Saved data entries
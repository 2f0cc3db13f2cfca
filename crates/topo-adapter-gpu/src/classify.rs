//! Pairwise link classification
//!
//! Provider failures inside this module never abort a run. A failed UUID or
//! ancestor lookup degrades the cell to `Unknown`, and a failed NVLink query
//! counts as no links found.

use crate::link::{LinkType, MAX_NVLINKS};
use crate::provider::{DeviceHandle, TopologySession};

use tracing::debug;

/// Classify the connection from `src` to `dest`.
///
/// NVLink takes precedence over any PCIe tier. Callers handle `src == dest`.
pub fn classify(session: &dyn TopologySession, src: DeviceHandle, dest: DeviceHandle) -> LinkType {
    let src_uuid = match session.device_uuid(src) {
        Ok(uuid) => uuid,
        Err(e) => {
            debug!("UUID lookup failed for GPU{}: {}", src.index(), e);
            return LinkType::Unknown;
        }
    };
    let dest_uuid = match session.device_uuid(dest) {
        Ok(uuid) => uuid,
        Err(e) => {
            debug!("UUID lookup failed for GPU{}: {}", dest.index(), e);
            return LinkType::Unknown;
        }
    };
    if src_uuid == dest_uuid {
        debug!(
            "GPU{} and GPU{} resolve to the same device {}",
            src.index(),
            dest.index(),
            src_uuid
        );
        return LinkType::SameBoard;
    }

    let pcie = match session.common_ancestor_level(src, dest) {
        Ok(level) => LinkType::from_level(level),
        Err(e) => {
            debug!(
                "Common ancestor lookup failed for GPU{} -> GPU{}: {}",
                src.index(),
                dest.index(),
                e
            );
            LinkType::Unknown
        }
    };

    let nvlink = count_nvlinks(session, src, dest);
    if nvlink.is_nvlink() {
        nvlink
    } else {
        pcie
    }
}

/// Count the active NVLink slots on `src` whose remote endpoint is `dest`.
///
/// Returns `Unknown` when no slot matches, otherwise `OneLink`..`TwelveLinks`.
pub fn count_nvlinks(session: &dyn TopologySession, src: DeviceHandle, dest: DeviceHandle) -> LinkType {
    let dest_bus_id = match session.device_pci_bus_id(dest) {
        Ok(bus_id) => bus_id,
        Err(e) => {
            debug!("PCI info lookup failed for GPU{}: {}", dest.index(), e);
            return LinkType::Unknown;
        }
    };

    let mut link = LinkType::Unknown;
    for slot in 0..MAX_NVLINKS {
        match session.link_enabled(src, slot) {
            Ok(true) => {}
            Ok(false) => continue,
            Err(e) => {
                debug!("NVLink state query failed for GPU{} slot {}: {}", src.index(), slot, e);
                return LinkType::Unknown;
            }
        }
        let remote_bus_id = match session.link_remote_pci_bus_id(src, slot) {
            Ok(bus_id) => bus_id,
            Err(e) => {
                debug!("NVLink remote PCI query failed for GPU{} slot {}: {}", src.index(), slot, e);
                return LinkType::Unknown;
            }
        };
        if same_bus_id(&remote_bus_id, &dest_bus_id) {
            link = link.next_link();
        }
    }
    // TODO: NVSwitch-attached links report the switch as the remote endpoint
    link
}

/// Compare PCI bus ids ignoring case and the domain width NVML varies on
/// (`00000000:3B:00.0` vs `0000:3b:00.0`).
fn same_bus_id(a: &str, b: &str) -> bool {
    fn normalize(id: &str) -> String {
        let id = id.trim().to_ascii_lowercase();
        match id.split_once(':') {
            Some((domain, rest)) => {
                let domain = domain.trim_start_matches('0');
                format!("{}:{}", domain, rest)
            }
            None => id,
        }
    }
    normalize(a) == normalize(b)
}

* * *

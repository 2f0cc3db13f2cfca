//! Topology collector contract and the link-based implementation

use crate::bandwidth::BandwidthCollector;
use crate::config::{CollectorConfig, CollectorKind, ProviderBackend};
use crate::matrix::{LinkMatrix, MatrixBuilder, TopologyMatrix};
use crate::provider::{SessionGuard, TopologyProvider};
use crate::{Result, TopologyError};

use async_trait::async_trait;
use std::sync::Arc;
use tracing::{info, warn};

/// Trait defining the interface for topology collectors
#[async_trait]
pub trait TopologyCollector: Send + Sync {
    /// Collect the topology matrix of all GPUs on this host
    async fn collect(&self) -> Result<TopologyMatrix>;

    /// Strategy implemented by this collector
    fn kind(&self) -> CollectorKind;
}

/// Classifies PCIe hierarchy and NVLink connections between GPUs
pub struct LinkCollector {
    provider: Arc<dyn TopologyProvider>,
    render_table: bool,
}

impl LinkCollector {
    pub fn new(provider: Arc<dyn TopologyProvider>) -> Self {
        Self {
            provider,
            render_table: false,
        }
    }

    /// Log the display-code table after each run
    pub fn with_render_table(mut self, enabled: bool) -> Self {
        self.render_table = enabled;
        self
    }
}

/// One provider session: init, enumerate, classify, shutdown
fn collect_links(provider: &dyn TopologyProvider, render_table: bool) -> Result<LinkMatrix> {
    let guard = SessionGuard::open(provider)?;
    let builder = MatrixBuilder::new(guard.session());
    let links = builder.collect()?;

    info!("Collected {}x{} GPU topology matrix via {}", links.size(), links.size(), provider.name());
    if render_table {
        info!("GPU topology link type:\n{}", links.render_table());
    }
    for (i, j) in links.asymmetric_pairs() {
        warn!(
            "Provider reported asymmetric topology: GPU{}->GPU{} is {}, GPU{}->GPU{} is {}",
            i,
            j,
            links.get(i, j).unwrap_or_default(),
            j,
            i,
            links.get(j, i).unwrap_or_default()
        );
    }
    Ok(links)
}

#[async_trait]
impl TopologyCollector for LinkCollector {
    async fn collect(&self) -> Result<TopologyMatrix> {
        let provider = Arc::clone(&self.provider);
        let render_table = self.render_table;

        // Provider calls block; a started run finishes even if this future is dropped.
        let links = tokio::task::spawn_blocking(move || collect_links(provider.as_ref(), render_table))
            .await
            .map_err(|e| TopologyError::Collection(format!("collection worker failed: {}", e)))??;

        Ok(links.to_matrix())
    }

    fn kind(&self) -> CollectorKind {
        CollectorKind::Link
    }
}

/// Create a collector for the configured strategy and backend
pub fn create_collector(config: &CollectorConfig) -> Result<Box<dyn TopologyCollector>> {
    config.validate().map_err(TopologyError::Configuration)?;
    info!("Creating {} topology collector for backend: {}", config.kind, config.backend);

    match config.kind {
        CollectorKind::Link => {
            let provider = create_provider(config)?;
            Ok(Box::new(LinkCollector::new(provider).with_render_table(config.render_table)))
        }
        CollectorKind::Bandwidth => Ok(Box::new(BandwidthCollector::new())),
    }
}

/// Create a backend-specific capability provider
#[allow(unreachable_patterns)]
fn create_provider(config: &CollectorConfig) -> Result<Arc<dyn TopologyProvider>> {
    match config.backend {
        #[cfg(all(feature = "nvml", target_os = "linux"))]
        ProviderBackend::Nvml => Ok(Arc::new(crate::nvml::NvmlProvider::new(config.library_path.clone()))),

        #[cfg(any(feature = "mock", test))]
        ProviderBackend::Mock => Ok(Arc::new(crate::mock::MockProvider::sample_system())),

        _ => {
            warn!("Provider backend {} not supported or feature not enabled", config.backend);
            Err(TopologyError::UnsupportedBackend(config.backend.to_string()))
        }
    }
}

* * *

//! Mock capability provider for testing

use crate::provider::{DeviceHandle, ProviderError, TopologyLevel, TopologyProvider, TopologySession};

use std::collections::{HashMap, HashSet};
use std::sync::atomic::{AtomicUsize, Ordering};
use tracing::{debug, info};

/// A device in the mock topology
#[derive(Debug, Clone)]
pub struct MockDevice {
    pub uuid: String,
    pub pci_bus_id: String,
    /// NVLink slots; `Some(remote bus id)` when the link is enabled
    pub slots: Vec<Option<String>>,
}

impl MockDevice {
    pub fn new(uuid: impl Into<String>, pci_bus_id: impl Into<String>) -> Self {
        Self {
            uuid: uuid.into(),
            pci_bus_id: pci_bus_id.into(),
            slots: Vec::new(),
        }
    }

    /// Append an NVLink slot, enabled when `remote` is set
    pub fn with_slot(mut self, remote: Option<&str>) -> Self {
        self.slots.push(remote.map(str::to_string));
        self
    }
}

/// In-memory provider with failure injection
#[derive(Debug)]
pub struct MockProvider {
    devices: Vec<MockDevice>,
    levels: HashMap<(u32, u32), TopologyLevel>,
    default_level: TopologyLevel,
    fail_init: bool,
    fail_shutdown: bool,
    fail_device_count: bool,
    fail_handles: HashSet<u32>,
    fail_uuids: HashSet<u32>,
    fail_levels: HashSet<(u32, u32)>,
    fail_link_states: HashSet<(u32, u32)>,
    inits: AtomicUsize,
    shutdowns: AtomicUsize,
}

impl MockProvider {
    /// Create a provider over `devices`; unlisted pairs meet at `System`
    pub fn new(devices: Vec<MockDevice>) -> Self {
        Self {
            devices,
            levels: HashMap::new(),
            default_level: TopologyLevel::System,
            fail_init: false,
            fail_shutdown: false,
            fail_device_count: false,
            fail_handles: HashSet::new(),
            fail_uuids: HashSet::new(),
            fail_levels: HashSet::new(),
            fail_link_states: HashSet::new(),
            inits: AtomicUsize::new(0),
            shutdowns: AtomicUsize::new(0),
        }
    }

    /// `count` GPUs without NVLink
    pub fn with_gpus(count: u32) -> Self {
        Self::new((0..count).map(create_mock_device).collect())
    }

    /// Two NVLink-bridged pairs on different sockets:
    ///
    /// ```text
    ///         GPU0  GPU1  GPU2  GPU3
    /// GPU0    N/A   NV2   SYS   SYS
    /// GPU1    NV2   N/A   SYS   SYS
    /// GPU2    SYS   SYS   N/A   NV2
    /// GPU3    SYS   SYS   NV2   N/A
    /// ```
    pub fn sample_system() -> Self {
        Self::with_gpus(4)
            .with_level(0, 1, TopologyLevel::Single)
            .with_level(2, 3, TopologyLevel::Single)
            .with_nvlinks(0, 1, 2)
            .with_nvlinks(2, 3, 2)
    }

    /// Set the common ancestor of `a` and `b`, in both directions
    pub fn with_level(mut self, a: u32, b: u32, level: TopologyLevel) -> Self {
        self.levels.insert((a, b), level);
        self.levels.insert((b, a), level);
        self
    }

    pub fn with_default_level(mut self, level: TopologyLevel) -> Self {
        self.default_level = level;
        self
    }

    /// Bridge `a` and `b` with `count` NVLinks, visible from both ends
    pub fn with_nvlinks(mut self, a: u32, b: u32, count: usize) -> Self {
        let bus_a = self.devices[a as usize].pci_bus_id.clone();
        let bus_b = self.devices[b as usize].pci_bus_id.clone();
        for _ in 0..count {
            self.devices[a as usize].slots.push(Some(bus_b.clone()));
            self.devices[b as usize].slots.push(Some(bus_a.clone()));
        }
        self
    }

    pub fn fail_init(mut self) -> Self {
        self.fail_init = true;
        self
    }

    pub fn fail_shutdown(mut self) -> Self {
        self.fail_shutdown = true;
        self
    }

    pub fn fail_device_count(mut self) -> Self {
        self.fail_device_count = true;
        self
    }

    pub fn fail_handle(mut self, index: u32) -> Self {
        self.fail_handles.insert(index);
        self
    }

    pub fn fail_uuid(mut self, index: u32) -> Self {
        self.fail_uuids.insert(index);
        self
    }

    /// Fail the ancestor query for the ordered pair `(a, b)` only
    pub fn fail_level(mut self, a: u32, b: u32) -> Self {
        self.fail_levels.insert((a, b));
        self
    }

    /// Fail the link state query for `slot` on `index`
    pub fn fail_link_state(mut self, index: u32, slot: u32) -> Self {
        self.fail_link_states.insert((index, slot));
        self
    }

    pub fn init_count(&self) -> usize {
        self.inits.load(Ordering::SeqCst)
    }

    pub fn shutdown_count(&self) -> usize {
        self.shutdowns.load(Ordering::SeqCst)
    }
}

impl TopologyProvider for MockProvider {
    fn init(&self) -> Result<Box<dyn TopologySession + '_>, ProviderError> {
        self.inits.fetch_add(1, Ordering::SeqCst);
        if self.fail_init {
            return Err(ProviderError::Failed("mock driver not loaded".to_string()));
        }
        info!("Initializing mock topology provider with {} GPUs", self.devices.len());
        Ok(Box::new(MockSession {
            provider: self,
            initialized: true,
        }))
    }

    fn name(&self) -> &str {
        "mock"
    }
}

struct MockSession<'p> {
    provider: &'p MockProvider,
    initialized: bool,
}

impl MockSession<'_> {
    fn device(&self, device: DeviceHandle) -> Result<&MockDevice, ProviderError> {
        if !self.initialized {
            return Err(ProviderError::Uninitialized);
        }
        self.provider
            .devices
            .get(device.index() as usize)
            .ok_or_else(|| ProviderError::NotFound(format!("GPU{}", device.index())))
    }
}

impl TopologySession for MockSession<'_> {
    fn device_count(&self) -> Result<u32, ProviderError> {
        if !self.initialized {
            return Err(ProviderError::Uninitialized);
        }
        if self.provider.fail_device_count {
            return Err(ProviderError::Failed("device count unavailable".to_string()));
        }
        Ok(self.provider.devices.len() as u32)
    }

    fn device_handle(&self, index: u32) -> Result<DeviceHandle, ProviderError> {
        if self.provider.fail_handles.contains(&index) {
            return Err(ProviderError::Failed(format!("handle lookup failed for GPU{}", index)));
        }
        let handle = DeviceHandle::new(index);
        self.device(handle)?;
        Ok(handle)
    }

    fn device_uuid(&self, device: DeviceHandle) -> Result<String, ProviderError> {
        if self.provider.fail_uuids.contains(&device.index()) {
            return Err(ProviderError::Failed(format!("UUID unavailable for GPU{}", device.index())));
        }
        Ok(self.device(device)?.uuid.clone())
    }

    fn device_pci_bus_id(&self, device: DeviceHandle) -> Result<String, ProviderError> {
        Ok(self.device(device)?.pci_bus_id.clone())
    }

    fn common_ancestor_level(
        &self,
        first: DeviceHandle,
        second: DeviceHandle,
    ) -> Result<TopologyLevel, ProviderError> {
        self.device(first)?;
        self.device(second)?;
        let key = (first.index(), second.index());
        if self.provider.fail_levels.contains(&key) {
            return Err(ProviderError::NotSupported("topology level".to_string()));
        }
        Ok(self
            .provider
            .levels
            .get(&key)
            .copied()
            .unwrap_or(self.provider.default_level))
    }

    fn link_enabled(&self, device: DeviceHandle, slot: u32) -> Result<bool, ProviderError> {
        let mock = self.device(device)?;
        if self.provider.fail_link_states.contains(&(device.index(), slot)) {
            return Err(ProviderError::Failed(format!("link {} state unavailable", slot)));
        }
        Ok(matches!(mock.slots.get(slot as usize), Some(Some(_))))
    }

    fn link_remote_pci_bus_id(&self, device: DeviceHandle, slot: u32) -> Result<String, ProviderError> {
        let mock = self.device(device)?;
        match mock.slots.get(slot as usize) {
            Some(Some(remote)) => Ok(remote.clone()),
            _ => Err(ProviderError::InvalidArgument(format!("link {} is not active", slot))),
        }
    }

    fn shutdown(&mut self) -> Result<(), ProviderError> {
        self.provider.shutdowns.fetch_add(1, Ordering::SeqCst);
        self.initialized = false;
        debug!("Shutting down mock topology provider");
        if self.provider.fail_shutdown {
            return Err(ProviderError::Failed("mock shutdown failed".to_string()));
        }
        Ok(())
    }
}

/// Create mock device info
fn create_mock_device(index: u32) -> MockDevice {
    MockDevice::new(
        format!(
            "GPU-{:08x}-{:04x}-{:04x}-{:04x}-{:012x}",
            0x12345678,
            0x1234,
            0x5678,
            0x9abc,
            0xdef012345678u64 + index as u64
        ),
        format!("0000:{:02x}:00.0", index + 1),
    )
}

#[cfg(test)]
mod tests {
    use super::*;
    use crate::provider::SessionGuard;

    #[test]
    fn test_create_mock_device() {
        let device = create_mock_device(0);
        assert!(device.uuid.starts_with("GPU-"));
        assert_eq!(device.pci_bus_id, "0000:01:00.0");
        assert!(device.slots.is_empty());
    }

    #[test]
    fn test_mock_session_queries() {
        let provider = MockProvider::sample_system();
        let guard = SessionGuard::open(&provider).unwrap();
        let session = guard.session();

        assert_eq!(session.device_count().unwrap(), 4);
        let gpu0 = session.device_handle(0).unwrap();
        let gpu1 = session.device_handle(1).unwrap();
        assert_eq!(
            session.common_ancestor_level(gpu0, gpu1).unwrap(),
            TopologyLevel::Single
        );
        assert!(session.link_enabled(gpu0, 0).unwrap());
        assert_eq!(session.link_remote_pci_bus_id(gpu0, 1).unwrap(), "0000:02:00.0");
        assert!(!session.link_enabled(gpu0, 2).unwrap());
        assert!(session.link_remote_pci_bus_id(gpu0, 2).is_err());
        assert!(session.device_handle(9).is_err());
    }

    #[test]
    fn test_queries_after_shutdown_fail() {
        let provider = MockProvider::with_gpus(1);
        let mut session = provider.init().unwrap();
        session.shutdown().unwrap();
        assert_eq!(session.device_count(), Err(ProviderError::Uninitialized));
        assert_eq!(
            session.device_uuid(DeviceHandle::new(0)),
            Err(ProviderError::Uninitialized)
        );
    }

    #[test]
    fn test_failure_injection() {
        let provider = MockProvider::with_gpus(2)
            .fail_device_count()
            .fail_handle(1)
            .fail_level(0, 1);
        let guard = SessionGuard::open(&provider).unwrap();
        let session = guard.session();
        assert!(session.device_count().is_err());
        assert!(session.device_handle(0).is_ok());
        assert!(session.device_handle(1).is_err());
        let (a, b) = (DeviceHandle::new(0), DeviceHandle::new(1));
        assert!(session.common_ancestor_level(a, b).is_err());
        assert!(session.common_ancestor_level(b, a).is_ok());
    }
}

• WHAT IS NEEDED: Search the entries above for the string "rest". Copy each line that holds it.

• EXERCISE RESPONSE:
            Some((domain, rest)) => {
                format!("{}:{}", domain, rest)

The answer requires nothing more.